Life, as long as we are here, should mean continuous unfoldment, advancement, and this is undoubtedly the purpose of life; but age-producing forces and agencies mean deterioration, as opposed to growth and unfoldment. They ossify, weaken, stiffen, deaden, both mentally and physically. For him or her who yearns to stay young, the coming of the years does not mean or bring abandonment of hope or of happiness or of activity. It means comparative vigour combined with continually larger experience, and therefore even more usefulness, and hence pleasure and happiness.

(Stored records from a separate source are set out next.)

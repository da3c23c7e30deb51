use crate::artifact::{ArtifactKind, ArtifactStore};
use crate::error::PipelineError;
use crate::step::{BuildContext, BuildStep, StepFlow};
use async_trait::async_trait;
use judgekit_common::types::{CompilationResult, SubmissionResult, TestResult};

/// Final step: combine compilation and test results into the verdict.
pub struct AssembleResult;

#[async_trait]
impl BuildStep for AssembleResult {
    fn id(&self) -> &'static str {
        "assemble_result"
    }

    fn requires(&self) -> Vec<ArtifactKind> {
        vec![
            ArtifactKind::of::<CompilationResult>(),
            ArtifactKind::of::<Vec<TestResult>>(),
        ]
    }

    fn produces(&self) -> Vec<ArtifactKind> {
        vec![ArtifactKind::of::<SubmissionResult>()]
    }

    async fn execute(
        &self,
        store: &mut ArtifactStore,
        _ctx: &BuildContext,
    ) -> Result<StepFlow, PipelineError> {
        let compilation = store.require::<CompilationResult>(self.id())?.clone();
        let tests = store
            .take::<Vec<TestResult>>()
            .ok_or(PipelineError::MissingArtifact {
                step: self.id(),
                artifact: std::any::type_name::<Vec<TestResult>>(),
            })?;

        store.add(SubmissionResult::new(compilation, tests));
        Ok(StepFlow::Continue)
    }
}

Praise also to those who do not allow any one or any number of occurrences in life to sour their nature, rob them of their faith, or cripple their energies for the enjoyment of the fullest in life while here. It’s those people who never allow themselves in spirit to be downed, no matter what their individual problems, surroundings, or conditions may be, but who chronically bob up serenely who, after all, are the masters of life, and who are likewise the strength-givers and the helpers of others. There are multitudes in the world today, there are readers of this volume, who could add a dozen or a score of years teeming, healthy years to their lives by a process of self-examination, a mental housecleaning, and a reconstructed, positive, commanding type of thought.

Tennyson was prophet when he sang:

Cleave then to the sunnier side of doubt,
And cling to Faith beyond the forms of Faith!
She reels not in the storm of warring words,
She brightens at the clash of “Yes” and “No,”
She sees the Best that glimmers through the Worst,
She feels the sun is hid but for a night,
She spies the summer through the winter bud,
She tastes the fruit before the blossom falls,
She hears the lark within the songless egg,
She finds the fountain where they wailed “mirage.”